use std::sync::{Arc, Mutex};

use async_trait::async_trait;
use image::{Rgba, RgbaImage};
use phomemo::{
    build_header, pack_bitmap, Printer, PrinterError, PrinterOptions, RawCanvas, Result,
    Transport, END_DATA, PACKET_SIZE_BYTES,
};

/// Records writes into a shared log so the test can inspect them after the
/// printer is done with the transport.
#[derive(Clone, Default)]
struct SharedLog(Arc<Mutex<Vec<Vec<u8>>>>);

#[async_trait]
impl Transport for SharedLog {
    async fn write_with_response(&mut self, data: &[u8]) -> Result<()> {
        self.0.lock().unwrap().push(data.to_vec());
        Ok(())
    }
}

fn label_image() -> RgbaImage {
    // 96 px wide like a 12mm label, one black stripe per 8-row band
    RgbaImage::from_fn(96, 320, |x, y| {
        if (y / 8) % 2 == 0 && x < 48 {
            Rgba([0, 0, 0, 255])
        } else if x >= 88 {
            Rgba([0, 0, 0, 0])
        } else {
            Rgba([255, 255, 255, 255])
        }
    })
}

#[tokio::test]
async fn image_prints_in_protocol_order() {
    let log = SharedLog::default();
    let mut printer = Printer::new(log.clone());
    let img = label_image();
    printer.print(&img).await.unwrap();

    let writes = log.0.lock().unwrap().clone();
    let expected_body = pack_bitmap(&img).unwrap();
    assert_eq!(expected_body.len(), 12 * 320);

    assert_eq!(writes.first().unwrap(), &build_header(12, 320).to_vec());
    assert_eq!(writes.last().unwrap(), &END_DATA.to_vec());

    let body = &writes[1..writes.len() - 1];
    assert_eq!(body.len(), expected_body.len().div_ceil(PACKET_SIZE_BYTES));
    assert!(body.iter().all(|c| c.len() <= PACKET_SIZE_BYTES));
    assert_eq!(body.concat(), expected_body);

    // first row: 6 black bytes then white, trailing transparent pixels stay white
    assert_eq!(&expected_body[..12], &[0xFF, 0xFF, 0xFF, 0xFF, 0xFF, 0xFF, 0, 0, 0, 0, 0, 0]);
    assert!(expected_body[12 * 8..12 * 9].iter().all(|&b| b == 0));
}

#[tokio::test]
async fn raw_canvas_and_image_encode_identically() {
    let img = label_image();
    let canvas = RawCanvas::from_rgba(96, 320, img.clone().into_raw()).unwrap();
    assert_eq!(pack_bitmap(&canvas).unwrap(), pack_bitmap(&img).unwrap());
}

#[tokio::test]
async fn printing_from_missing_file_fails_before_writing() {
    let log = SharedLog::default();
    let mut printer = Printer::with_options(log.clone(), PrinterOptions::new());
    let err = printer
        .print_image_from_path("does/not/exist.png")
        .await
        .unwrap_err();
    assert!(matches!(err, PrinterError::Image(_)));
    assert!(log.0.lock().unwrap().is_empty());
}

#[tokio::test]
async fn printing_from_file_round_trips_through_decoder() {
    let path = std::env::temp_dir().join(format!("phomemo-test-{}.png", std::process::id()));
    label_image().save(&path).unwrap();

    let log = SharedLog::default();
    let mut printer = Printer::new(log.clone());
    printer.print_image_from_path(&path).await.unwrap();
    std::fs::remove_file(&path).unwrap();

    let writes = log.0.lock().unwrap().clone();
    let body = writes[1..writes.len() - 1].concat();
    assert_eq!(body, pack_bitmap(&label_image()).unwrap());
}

...

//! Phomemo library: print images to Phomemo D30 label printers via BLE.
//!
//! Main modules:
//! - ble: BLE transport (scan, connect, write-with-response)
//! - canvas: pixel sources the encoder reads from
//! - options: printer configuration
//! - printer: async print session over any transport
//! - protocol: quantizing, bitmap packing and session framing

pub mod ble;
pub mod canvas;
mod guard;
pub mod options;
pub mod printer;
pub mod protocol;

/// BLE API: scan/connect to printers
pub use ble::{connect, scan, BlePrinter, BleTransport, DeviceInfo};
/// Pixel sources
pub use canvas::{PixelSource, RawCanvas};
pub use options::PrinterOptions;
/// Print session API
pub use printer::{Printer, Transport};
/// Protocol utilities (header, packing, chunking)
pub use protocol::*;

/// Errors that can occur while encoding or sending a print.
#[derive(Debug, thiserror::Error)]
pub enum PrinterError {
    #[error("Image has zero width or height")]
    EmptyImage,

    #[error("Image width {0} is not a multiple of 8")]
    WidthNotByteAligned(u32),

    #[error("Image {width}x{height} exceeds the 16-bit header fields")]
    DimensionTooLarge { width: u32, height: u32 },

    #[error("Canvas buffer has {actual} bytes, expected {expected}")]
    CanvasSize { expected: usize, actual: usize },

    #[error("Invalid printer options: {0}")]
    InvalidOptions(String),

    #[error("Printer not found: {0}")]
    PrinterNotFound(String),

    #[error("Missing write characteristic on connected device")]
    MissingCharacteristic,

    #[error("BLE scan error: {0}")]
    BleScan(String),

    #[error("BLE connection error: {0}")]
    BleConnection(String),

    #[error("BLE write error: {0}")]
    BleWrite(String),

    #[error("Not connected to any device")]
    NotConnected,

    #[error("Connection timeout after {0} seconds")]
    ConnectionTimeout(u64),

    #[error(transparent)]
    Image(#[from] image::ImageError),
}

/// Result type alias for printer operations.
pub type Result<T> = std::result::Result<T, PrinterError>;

**Task requirements**. In the data above, find the line that contains "0, 0, 0, 0, 0]);" and the line that contains "label_image().save(&path).unwrap();". Repeat exactly those lines and every line between them, and only those.

**Output for this exercise**.
    assert_eq!(&expected_body[..12], &[0xFF, 0xFF, 0xFF, 0xFF, 0xFF, 0xFF, 0, 0, 0, 0, 0, 0]);
    assert!(expected_body[12 * 8..12 * 9].iter().all(|&b| b == 0));
}

#[tokio::test]
async fn raw_canvas_and_image_encode_identically() {
    let img = label_image();
    let canvas = RawCanvas::from_rgba(96, 320, img.clone().into_raw()).unwrap();
    assert_eq!(pack_bitmap(&canvas).unwrap(), pack_bitmap(&img).unwrap());
}

#[tokio::test]
async fn printing_from_missing_file_fails_before_writing() {
    let log = SharedLog::default();
    let mut printer = Printer::with_options(log.clone(), PrinterOptions::new());
    let err = printer
        .print_image_from_path("does/not/exist.png")
        .await
        .unwrap_err();
    assert!(matches!(err, PrinterError::Image(_)));
    assert!(log.0.lock().unwrap().is_empty());
}

#[tokio::test]
async fn printing_from_file_round_trips_through_decoder() {
    let path = std::env::temp_dir().join(format!("phomemo-test-{}.png", std::process::id()));
    label_image().save(&path).unwrap();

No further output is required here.